Simplify the Creation of XML from SQL Server Data

  • For those having trouble getting the download, I also posted it at:

    I'm not sure what's up with; unfortunately, it's one of those awkward "works-for-me" situations.  Sorry about the difficulty.


    Thanks for the post.  The FOR XML examples are excellent and if you wouldn't mind, I'd like to incorporate them into the article.  I don't know if/when/where it will be published again, but nonetheless... 

    The examples make it fairly evident that even at this modest level of complexity, the FOR XML EXPLICIT syntax and construction leave a bit to be desired.  On the other hand, the FOR XML AUTO seems simple enough, but provides very little control.  Neither is much fun to work with in Query Analyzer and both have the property of burdening the database with work that could easily be farmed out.

    I'll continue to monitor this thread for those wishing to give shapes a try.





  • Hi Hugh,

    I'm happy for you to use the FOR XML examples, so long as you give me credit

    Good luck with future publishings!

    All the best,


    Ryan Randall

    Solutions are easy. Understanding the problem, now, that's the hard part.

  • Hi Hugh.

    Thank you very much for sharing such a wonderful utility with the community.  It is obvious that you have thought a great deal about keeping the output flexible whilst not burdening the developer nor the server.  I look forward to trying it out in the coming weeks (I'm absolutely flooded with work at the moment!).


  • Maybe I am missing something but this solution sounds a little bit like reinvention of the wheel. I typically bypass the XML in my applications by using typed datasets. Technically, this isn't bypassing XML but I don't think in terms of XML when I am using them. A typed dataset can be serialized to XML using the GetXML method (inherited from the DataSet class). If that isn't pretty enough then an XSL transformation should do the trick. I have used this with UI designers that needed XML data in Flash and they were able to work with the DataSet data without any transformation despite minimal programming experience.

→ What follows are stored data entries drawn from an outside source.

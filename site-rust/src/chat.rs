//! The floating "Portfolio Assistant" chat widget.
//!
//! The widget keeps two parallel records: the transcript shown to the
//! visitor and the turn history forwarded to the model. Every call re-sends
//! a synthetic opening exchange carrying the portfolio context; it is never
//! shown in the transcript nor stored in the history.

use crate::{content::ContentCatalog, Lifecycle};
use futures::StreamExt;
use portfolio_sdk::{LanguageModel, LanguageModelInput, Message, StreamAccumulator};
use serde::Serialize;
use std::sync::{Arc, Mutex, MutexGuard, PoisonError};

pub const GREETING: &str = "Halo! 👋 Saya asisten AI di portfolio ini. Ada yang ingin ditanyakan?";
pub const APOLOGY: &str = "Maaf, terjadi kesalahan. Silakan coba lagi. 🙏";
pub const NOT_CONFIGURED: &str =
    "⚠️ API key belum dikonfigurasi. Tambahkan GEMINI_API_KEY di file .env";
const PREAMBLE_PREFIX: &str = "Ini adalah sistem prompt kamu sebagai chatbot portfolio: ";
const PREAMBLE_ACK: &str = "Baik, saya siap menjadi asisten portfolio.";

#[derive(Debug, Clone, Copy, PartialEq, Eq, Serialize)]
#[serde(rename_all = "lowercase")]
pub enum ChatRole {
    User,
    Bot,
}

#[derive(Debug, Clone, PartialEq, Eq, Serialize)]
pub struct ChatMessage {
    pub role: ChatRole,
    pub text: String,
}

impl ChatMessage {
    fn user(text: impl Into<String>) -> Self {
        Self {
            role: ChatRole::User,
            text: text.into(),
        }
    }

    fn bot(text: impl Into<String>) -> Self {
        Self {
            role: ChatRole::Bot,
            text: text.into(),
        }
    }
}

/// How a call to [`ChatWidget::send_message`] ended.
#[derive(Debug, Clone, Copy, PartialEq, Eq)]
pub enum SendOutcome {
    /// Blank input, or another message was still in flight. Nothing changed.
    Rejected,
    /// The model replied and the reply was appended.
    Replied,
    /// The call failed and the apology was appended.
    Failed,
    /// No API key is configured; the configuration hint was appended.
    NotConfigured,
    /// The widget unmounted before the reply arrived; the reply was dropped.
    Discarded,
}

#[derive(Debug)]
struct ChatState {
    messages: Vec<ChatMessage>,
    history: Vec<Message>,
    is_loading: bool,
    is_open: bool,
}

pub struct ChatWidget {
    model: Option<Arc<dyn LanguageModel + Send + Sync>>,
    context: String,
    state: Arc<Mutex<ChatState>>,
    lifecycle: Lifecycle,
}

/// Clears the loading flag on every exit path.
struct LoadingGuard {
    state: Arc<Mutex<ChatState>>,
}

impl Drop for LoadingGuard {
    fn drop(&mut self) {
        self.state
            .lock()
            .unwrap_or_else(PoisonError::into_inner)
            .is_loading = false;
    }
}

impl ChatWidget {
    /// Mount the widget. `model` is `None` when no API key is configured.
    pub fn new(
        model: Option<Arc<dyn LanguageModel + Send + Sync>>,
        catalog: &ContentCatalog,
    ) -> Self {
        Self::with_context(model, catalog.chatbot_context())
    }

    pub fn with_context(
        model: Option<Arc<dyn LanguageModel + Send + Sync>>,
        context: impl Into<String>,
    ) -> Self {
        Self {
            model,
            context: context.into(),
            state: Arc::new(Mutex::new(ChatState {
                messages: vec![ChatMessage::bot(GREETING)],
                history: Vec::new(),
                is_loading: false,
                is_open: false,
            })),
            lifecycle: Lifecycle::mount(),
        }
    }

    fn lock(&self) -> MutexGuard<'_, ChatState> {
        self.state.lock().unwrap_or_else(PoisonError::into_inner)
    }

    #[must_use]
    pub fn messages(&self) -> Vec<ChatMessage> {
        self.lock().messages.clone()
    }

    /// Turn history in the shape sent to the model, without the preamble.
    #[must_use]
    pub fn history(&self) -> Vec<Message> {
        self.lock().history.clone()
    }

    #[must_use]
    pub fn is_loading(&self) -> bool {
        self.lock().is_loading
    }

    #[must_use]
    pub fn is_open(&self) -> bool {
        self.lock().is_open
    }

    pub fn toggle_open(&self) -> bool {
        let mut state = self.lock();
        state.is_open = !state.is_open;
        state.is_open
    }

    #[must_use]
    pub fn is_configured(&self) -> bool {
        self.model.is_some()
    }

    /// Tear the widget down. Replies still in flight are discarded.
    pub fn unmount(&self) {
        self.lifecycle.unmount();
    }

    /// Validate `text`, append it to the transcript and take the in-flight
    /// slot. Returns the trimmed text and the guard that releases the slot.
    fn begin_send(&self, text: &str) -> Option<(String, LoadingGuard)> {
        let text = text.trim();
        if text.is_empty() || !self.lifecycle.is_mounted() {
            return None;
        }

        let mut state = self.lock();
        if state.is_loading {
            tracing::debug!("chat send ignored, a reply is still pending");
            return None;
        }
        state.messages.push(ChatMessage::user(text));
        state.is_loading = true;
        drop(state);

        Some((
            text.to_string(),
            LoadingGuard {
                state: self.state.clone(),
            },
        ))
    }

    fn build_input(&self, text: &str) -> LanguageModelInput {
        let history = self.lock().history.clone();

        let mut messages = Vec::with_capacity(history.len() + 3);
        messages.push(Message::user(format!("{PREAMBLE_PREFIX}{}", self.context)));
        messages.push(Message::model(PREAMBLE_ACK));
        messages.extend(history);
        messages.push(Message::user(text));

        LanguageModelInput {
            messages,
            ..Default::default()
        }
    }

    fn push_bot(&self, text: &str) {
        self.lock().messages.push(ChatMessage::bot(text));
    }

    fn record_exchange(state: &mut ChatState, user_text: &str, reply: &str) {
        state.history.push(Message::user(user_text));
        state.history.push(Message::model(reply));
    }

    /// Send one visitor message and wait for the reply. Exactly one attempt
    /// is made; failures become the apology message.
    pub async fn send_message(&self, text: &str) -> SendOutcome {
        let Some((text, _loading)) = self.begin_send(text) else {
            return SendOutcome::Rejected;
        };

        let Some(model) = self.model.clone() else {
            self.push_bot(NOT_CONFIGURED);
            return SendOutcome::NotConfigured;
        };

        let input = self.build_input(&text);
        let result = model.generate(input).await;

        if !self.lifecycle.is_mounted() {
            return SendOutcome::Discarded;
        }

        match result {
            Ok(response) => {
                let mut state = self.lock();
                state.messages.push(ChatMessage::bot(response.text.clone()));
                Self::record_exchange(&mut state, &text, &response.text);
                SendOutcome::Replied
            }
            Err(error) => {
                tracing::warn!(%error, provider = model.provider(), "chat reply failed");
                self.push_bot(APOLOGY);
                SendOutcome::Failed
            }
        }
    }

    /// Like [`send_message`](Self::send_message), but the reply is rendered
    /// as it streams in: a bot message is appended once the stream opens and
    /// grows with every delta, which is also passed to `on_delta`.
    pub async fn send_message_streaming<F>(&self, text: &str, mut on_delta: F) -> SendOutcome
    where
        F: FnMut(&str) + Send,
    {
        let Some((text, _loading)) = self.begin_send(text) else {
            return SendOutcome::Rejected;
        };

        let Some(model) = self.model.clone() else {
            self.push_bot(NOT_CONFIGURED);
            return SendOutcome::NotConfigured;
        };

        let input = self.build_input(&text);
        let mut stream = match model.stream(input).await {
            Ok(stream) => stream,
            Err(error) => {
                if !self.lifecycle.is_mounted() {
                    return SendOutcome::Discarded;
                }
                tracing::warn!(%error, provider = model.provider(), "chat stream failed to open");
                self.push_bot(APOLOGY);
                return SendOutcome::Failed;
            }
        };

        let reply_index = {
            let mut state = self.lock();
            state.messages.push(ChatMessage::bot(String::new()));
            state.messages.len() - 1
        };

        let mut accumulator = StreamAccumulator::new();
        let mut failure = None;
        while let Some(partial) = stream.next().await {
            if !self.lifecycle.is_mounted() {
                return SendOutcome::Discarded;
            }
            match partial {
                Ok(partial) => {
                    if let Some(delta) = accumulator.add_partial(partial) {
                        self.lock().messages[reply_index].text = accumulator.text().to_string();
                        on_delta(&delta);
                    }
                }
                Err(error) => {
                    failure = Some(error.to_string());
                    break;
                }
            }
        }

        if !self.lifecycle.is_mounted() {
            return SendOutcome::Discarded;
        }

        let failure = failure.or_else(|| {
            accumulator
                .is_empty()
                .then(|| "stream ended without text".to_string())
        });

        let mut state = self.lock();
        if let Some(error) = failure {
            tracing::warn!(%error, provider = model.provider(), "chat stream failed");
            APOLOGY.clone_into(&mut state.messages[reply_index].text);
            return SendOutcome::Failed;
        }

        let reply = accumulator.compute_response().text;
        Self::record_exchange(&mut state, &text, &reply);
        SendOutcome::Replied
    }
}
mod api;
mod model;

pub use model::{GoogleModel, GoogleModelOptions, DEFAULT_BASE_URL};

    [font="Tahoma"]Bryant E. Byrd, BSSE MCDBA MCAD[/font]
    Business Intelligence Administrator
    MSBI Administration Blog

  • I'm a big fan of wheels - I try to keep a bunch on hand so I'll always have one that fits!

    What shapes offer is a way to produce precise, potentially complex XML simply and efficiently using store procs and generic invokers.  One can create a rich, navigable web UI using shapes, XSL and no other code.  The shape tester, using shpList, is a simple example of this.

    Shapes also jive nicely with the trend toward background queries from client-side javascript.

    Getting your first shape to work requires some non-trivial configuration of the generic components, but once that's done the incremental cost of new shapes is very modest.